-- INPUT DATA follows --
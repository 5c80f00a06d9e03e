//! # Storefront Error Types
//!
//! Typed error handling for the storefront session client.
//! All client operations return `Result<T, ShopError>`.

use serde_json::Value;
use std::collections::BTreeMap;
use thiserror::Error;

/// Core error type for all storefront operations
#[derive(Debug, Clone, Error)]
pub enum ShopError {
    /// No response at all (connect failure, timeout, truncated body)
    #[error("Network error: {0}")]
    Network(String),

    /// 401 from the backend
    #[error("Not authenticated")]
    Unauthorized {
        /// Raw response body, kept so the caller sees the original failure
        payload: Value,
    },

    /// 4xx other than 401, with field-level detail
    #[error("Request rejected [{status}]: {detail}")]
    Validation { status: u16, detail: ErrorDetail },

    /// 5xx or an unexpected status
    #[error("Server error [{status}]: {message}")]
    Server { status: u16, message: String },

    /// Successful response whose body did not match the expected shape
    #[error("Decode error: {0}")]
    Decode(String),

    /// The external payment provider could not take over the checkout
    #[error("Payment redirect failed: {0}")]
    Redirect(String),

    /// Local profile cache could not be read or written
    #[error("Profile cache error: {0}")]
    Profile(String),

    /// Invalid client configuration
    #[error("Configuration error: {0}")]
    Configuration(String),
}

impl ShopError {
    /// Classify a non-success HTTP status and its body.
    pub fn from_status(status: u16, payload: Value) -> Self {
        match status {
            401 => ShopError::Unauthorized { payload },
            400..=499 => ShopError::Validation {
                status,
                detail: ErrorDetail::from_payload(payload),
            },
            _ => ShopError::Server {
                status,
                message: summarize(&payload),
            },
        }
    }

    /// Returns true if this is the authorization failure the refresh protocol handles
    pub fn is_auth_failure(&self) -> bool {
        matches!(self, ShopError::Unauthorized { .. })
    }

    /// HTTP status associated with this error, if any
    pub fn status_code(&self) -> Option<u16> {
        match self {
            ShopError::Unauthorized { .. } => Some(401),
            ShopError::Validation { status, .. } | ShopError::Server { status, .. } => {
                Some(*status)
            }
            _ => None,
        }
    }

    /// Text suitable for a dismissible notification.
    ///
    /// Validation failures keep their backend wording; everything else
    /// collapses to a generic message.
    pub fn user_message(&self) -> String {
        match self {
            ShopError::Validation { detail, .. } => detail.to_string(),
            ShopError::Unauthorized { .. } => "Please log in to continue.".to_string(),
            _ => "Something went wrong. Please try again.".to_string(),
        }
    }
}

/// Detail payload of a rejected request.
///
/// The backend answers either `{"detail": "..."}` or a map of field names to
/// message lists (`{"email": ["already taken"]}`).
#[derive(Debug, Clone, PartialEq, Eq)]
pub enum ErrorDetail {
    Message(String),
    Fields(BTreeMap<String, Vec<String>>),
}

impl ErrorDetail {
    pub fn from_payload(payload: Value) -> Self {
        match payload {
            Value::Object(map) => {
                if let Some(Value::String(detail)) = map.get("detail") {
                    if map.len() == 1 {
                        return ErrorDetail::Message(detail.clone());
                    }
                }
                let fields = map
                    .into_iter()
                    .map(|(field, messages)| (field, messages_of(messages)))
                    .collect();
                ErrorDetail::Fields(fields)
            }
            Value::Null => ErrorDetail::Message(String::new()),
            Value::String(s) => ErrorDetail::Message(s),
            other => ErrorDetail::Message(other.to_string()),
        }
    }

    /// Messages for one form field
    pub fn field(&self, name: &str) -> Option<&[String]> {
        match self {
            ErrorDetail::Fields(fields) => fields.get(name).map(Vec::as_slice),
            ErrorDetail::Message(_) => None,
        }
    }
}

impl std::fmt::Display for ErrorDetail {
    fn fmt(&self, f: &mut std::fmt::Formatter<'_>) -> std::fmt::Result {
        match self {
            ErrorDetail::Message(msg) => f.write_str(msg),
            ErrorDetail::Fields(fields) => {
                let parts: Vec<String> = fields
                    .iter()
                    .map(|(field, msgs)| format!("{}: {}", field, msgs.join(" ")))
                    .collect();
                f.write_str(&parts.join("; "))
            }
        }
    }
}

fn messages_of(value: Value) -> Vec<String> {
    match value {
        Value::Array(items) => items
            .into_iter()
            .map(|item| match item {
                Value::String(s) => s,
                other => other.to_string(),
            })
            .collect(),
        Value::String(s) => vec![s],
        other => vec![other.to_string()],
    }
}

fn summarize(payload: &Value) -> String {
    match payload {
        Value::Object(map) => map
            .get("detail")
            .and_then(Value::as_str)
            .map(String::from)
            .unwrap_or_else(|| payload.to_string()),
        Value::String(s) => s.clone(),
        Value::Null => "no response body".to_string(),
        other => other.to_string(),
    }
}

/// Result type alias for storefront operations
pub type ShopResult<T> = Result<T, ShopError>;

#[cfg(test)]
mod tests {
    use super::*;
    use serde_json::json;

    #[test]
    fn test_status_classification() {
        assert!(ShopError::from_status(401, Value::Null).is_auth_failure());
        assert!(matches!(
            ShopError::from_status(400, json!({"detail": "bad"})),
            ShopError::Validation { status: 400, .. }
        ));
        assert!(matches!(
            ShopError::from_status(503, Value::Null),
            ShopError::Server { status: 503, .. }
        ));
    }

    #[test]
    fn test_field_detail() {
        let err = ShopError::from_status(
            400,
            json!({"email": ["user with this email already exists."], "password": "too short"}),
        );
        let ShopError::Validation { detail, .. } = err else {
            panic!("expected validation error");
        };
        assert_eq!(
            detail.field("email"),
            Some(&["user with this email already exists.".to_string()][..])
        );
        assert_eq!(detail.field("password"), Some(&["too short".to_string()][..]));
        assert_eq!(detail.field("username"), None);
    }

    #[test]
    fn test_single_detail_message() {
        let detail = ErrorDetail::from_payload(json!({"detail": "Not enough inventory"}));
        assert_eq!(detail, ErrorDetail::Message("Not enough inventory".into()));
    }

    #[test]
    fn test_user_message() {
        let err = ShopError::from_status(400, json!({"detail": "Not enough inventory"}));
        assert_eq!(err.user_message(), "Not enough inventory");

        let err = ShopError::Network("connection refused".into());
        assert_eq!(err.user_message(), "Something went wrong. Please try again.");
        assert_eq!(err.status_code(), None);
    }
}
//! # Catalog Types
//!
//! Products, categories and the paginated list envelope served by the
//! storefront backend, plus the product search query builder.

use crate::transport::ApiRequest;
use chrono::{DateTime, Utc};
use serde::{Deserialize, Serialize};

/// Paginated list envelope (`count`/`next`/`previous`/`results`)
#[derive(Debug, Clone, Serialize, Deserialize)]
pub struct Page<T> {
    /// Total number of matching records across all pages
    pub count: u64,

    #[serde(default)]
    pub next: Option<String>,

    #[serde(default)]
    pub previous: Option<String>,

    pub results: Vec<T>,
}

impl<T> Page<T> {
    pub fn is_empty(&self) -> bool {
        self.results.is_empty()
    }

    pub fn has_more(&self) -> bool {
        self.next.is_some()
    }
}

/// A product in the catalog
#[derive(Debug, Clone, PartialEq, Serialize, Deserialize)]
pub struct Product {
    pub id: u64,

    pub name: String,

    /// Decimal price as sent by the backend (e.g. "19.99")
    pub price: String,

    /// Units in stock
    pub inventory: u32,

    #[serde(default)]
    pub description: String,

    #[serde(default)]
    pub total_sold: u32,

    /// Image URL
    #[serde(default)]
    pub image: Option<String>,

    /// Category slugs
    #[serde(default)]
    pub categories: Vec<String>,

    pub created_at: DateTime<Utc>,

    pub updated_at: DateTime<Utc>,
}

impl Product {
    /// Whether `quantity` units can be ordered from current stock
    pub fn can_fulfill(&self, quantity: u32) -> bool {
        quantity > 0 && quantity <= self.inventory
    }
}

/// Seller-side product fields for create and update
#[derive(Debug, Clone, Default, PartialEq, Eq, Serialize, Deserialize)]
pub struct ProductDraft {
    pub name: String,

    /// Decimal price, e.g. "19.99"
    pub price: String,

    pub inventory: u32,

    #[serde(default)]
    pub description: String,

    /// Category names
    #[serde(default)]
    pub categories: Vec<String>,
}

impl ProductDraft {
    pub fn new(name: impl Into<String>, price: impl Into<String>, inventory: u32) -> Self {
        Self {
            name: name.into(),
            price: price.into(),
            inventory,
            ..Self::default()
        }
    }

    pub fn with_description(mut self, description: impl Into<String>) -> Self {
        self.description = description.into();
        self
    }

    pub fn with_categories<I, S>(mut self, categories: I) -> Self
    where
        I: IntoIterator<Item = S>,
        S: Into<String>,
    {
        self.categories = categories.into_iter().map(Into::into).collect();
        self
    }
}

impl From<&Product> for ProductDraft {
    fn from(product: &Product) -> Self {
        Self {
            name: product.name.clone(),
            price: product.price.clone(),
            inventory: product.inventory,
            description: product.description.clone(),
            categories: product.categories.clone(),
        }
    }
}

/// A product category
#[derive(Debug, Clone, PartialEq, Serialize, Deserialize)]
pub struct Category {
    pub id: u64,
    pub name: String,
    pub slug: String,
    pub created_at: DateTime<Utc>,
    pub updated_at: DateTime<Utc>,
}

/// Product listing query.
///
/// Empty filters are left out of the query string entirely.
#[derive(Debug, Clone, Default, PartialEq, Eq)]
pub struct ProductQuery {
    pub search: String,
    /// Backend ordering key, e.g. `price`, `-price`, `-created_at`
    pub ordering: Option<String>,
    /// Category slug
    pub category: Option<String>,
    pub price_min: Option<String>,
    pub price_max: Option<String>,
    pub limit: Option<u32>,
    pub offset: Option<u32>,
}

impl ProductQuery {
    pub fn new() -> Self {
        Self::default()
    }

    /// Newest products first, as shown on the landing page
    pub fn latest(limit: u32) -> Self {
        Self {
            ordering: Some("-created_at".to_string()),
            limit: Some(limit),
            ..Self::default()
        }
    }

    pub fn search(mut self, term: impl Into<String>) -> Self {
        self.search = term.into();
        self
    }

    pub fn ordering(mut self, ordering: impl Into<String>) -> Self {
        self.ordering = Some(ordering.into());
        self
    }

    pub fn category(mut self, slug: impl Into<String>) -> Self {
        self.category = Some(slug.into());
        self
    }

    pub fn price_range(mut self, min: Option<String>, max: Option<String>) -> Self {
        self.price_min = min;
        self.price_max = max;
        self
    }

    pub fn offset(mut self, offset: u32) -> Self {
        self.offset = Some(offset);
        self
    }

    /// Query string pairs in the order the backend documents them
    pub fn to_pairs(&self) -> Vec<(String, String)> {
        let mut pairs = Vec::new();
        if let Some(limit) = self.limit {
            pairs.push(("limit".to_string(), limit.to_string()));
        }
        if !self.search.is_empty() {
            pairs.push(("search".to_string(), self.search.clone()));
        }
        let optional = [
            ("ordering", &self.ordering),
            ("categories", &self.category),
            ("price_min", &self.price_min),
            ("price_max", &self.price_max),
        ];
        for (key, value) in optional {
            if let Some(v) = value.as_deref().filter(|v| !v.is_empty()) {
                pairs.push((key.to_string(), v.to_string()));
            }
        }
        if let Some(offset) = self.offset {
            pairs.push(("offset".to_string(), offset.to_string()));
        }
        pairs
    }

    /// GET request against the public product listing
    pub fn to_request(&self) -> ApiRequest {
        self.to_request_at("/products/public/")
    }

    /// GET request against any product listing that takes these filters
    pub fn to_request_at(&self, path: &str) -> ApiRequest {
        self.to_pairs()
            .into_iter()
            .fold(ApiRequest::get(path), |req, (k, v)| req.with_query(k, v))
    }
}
-- INPUT DATA concluded --
» **WHAT THIS TASK INVOLVES**
A word-for-word copy of the lines above from the one with "use std::collections::BTreeMap;" through the one with "an unexpected status", inclusive, is the only output wanted.

» **EXERCISE SOLUTION**
use std::collections::BTreeMap;
use thiserror::Error;

/// Core error type for all storefront operations
#[derive(Debug, Clone, Error)]
pub enum ShopError {
    /// No response at all (connect failure, timeout, truncated body)
    #[error("Network error: {0}")]
    Network(String),

    /// 401 from the backend
    #[error("Not authenticated")]
    Unauthorized {
        /// Raw response body, kept so the caller sees the original failure
        payload: Value,
    },

    /// 4xx other than 401, with field-level detail
    #[error("Request rejected [{status}]: {detail}")]
    Validation { status: u16, detail: ErrorDetail },

    /// 5xx or an unexpected status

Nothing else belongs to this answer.